• **PROBLEM DETAILS**
Where the records below have a line with "count", that line is to be copied.

[Opening EXTRACTED INFORMATION section]

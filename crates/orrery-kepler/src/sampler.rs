//! Closed polyline sampling of a full orbit for rendering.

use std::f64::consts::TAU;

use glam::DVec3;

use crate::elements::OrbitalElements;
use crate::error::OrbitError;
use crate::propagator::propagate;

/// Default anomaly step between trace samples (about 80 segments per orbit).
pub const DEFAULT_SAMPLE_STEP: f64 = 0.0785;

/// Smallest accepted step; bounds a trace to about 63 000 samples.
pub const MIN_SAMPLE_STEP: f64 = 1e-4;

/// Sampled orbit ready for a renderer: positions plus a matching index list.
#[derive(Debug, Clone, PartialEq)]
pub struct OrbitTrace {
    /// Positions in sampling order; first and last coincide.
    pub positions: Vec<DVec3>,
    /// Index of each position, `0..positions.len()`.
    pub indices: Vec<u32>,
}

impl OrbitTrace {
    /// Number of samples.
    pub fn len(&self) -> usize {
        self.positions.len()
    }

    /// True if the trace has no samples.
    pub fn is_empty(&self) -> bool {
        self.positions.is_empty()
    }

    /// Consecutive index pairs forming the polyline's segments.
    pub fn line_segments(&self) -> impl Iterator<Item = [u32; 2]> + '_ {
        self.indices.windows(2).map(|pair| [pair[0], pair[1]])
    }

    /// Indexed-line-set form: every index followed by a `-1` terminator.
    pub fn coord_index(&self) -> Vec<i64> {
        self.indices
            .iter()
            .map(|&index| i64::from(index))
            .chain(std::iter::once(-1))
            .collect()
    }
}

/// Samples true anomaly over one revolution at a fixed step.
///
/// Anomalies `0, step, 2·step, …` below `2π` are sampled, followed by a final
/// sample at exactly `2π` so the curve closes on itself.
#[derive(Debug, Clone, Copy, PartialEq)]
pub struct OrbitSampler {
    step: f64,
}

impl OrbitSampler {
    /// Creates a sampler with the given anomaly step in radians.
    ///
    /// # Errors
    ///
    /// [`OrbitError::Configuration`] if the step is not finite or is below
    /// [`MIN_SAMPLE_STEP`].
    pub fn new(step: f64) -> Result<Self, OrbitError> {
        if step.is_finite() && step >= MIN_SAMPLE_STEP {
            Ok(Self { step })
        } else {
            Err(OrbitError::configuration(
                "orbit sampler",
                format!("step {step} must be finite and at least {MIN_SAMPLE_STEP}"),
            ))
        }
    }

    /// Anomaly step in radians.
    pub fn step(&self) -> f64 {
        self.step
    }

    /// Sample anomalies, ending at exactly `2π`.
    pub fn anomalies(&self) -> impl Iterator<Item = f64> + use<> {
        let step = self.step;
        let below = (TAU / step).ceil() as u64;
        (0..below)
            .map(move |k| k as f64 * step)
            .filter(|&anomaly| anomaly < TAU)
            .chain(std::iter::once(TAU))
    }

    /// Restartable iterator of `(true anomaly, position)` pairs for an orbit.
    pub fn samples<'a>(
        &self,
        elements: &'a OrbitalElements,
    ) -> impl Iterator<Item = (f64, DVec3)> + use<'a> {
        self.anomalies()
            .map(move |anomaly| (anomaly, propagate(elements, anomaly)))
    }

    /// Builds the full trace for an orbit.
    pub fn trace(&self, elements: &OrbitalElements) -> OrbitTrace {
        let positions: Vec<DVec3> = self.samples(elements).map(|(_, position)| position).collect();
        let indices = (0u32..).take(positions.len()).collect();
        OrbitTrace { positions, indices }
    }
}

impl Default for OrbitSampler {
    fn default() -> Self {
        Self {
            step: DEFAULT_SAMPLE_STEP,
        }
    }
}

#[cfg(test)]
mod tests {
    use super::*;

    fn neptune() -> OrbitalElements {
        OrbitalElements::from_degrees(
            30.06952752,
            0.00895439,
            1.7700552,
            46.68158724,
            131.78635853,
            259.883,
            164.79,
        )
        .unwrap()
    }

    #[test]
    fn test_default_sampling_density() {
        let anomalies: Vec<f64> = OrbitSampler::default().anomalies().collect();
        // 0, 0.0785, ..., 80·0.0785 = 6.28, then 2π.
        assert_eq!(anomalies.len(), 82);
        assert_eq!(anomalies[0], 0.0);
        assert_eq!(*anomalies.last().unwrap(), TAU);
        assert!(anomalies.windows(2).all(|w| w[1] > w[0]));
    }

    #[test]
    fn test_trace_is_closed() {
        let trace = OrbitSampler::default().trace(&neptune());
        let first = trace.positions[0];
        let last = *trace.positions.last().unwrap();
        assert!((first - last).length() < 1e-2, "gap {}", (first - last).length());
    }

    #[test]
    fn test_indices_match_positions() {
        let trace = OrbitSampler::default().trace(&neptune());
        assert_eq!(trace.indices.len(), trace.len());
        assert_eq!(trace.line_segments().count(), trace.len() - 1);
        assert_eq!(trace.line_segments().next(), Some([0, 1]));

        let coord_index = trace.coord_index();
        assert_eq!(coord_index.len(), trace.len() + 1);
        assert_eq!(*coord_index.last().unwrap(), -1);
    }

    #[test]
    fn test_samples_are_restartable() {
        let sampler = OrbitSampler::new(0.5).unwrap();
        let elements = neptune();
        let first: Vec<_> = sampler.samples(&elements).collect();
        let second: Vec<_> = sampler.samples(&elements).collect();
        assert_eq!(first, second);
        assert_eq!(first.len(), 14);
    }

    #[test]
    fn test_step_larger_than_revolution() {
        let anomalies: Vec<f64> = OrbitSampler::new(10.0).unwrap().anomalies().collect();
        assert_eq!(anomalies, [0.0, TAU]);
    }

    #[test]
    fn test_rejects_invalid_step() {
        assert!(OrbitSampler::new(0.0).is_err());
        assert!(OrbitSampler::new(-0.1).is_err());
        assert!(OrbitSampler::new(f64::NAN).is_err());
        assert!(OrbitSampler::new(f64::INFINITY).is_err());
    }

    #[test]
    fn test_rejects_steps_below_minimum() {
        for step in [f64::MIN_POSITIVE, 1e-7, MIN_SAMPLE_STEP / 2.0] {
            let err = OrbitSampler::new(step).unwrap_err();
            assert!(matches!(err, OrbitError::Configuration { .. }), "step {step}");
        }
    }

    #[test]
    fn test_finest_step_is_bounded() {
        let sampler = OrbitSampler::new(MIN_SAMPLE_STEP).unwrap();
        let count = sampler.anomalies().count();
        assert_eq!(count, (TAU / MIN_SAMPLE_STEP).ceil() as usize + 1);
        assert!(count < 65_536);

        let trace = sampler.trace(&neptune());
        assert_eq!(trace.indices.len(), count);
        assert_eq!(*trace.indices.last().unwrap() as usize, count - 1);
    }
}
//! Structured logging for the Orrery simulator.
//!
//! Installs a `tracing` subscriber with console output and, in debug builds,
//! a JSON log file. The filter comes from `RUST_LOG` when set, otherwise from
//! the config's `debug.log_level`.

use std::path::Path;

use orrery_config::Config;
use tracing_subscriber::{EnvFilter, fmt, layer::SubscriberExt, util::SubscriberInitExt};

/// Filter used when neither `RUST_LOG` nor the config specify one.
pub const DEFAULT_FILTER: &str = "info";

/// Name of the JSON log file written in debug builds.
pub const LOG_FILE_NAME: &str = "orrery.log";

/// Initialize the global tracing subscriber.
///
/// # Arguments
///
/// * `log_dir` - Optional directory for the JSON log file (debug builds only)
/// * `debug_build` - Whether this is a debug build (enables file logging)
/// * `config` - Optional configuration supplying the log level
///
/// # Examples
///
/// ```no_run
/// use orrery_log::init_logging;
/// use orrery_config::Config;
///
/// let config = Config::default();
/// init_logging(None, false, Some(&config));
/// ```
pub fn init_logging(log_dir: Option<&Path>, debug_build: bool, config: Option<&Config>) {
    let filter_str = filter_directive(config);

    let env_filter =
        EnvFilter::try_from_default_env().unwrap_or_else(|_| EnvFilter::new(&filter_str));

    let console_layer = fmt::layer()
        .with_target(true)
        .with_level(true)
        .with_timer(fmt::time::uptime());

    let subscriber = tracing_subscriber::registry()
        .with(env_filter)
        .with(console_layer);

    if debug_build
        && let Some(log_dir) = log_dir
        && std::fs::create_dir_all(log_dir).is_ok()
        && let Ok(log_file) = std::fs::File::create(log_dir.join(LOG_FILE_NAME))
    {
        let file_layer = fmt::layer()
            .with_writer(log_file)
            .with_ansi(false)
            .with_target(true)
            .with_timer(fmt::time::uptime())
            .json();

        subscriber.with(file_layer).init();
        return;
    }

    subscriber.init();
}

/// Filter directive derived from the config, falling back to [`DEFAULT_FILTER`].
pub fn filter_directive(config: Option<&Config>) -> String {
    config
        .map(|config| config.debug.log_level.trim())
        .filter(|level| !level.is_empty())
        .unwrap_or(DEFAULT_FILTER)
        .to_string()
}

/// An `EnvFilter` built from [`DEFAULT_FILTER`].
pub fn default_env_filter() -> EnvFilter {
    EnvFilter::new(DEFAULT_FILTER)
}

[Closing EXTRACTED INFORMATION section]

• **RESULT**
        assert_eq!(trace.line_segments().count(), trace.len() - 1);
        let count = sampler.anomalies().count();
        assert_eq!(count, (TAU / MIN_SAMPLE_STEP).ceil() as usize + 1);
        assert!(count < 65_536);
        assert_eq!(trace.indices.len(), count);
        assert_eq!(*trace.indices.last().unwrap() as usize, count - 1);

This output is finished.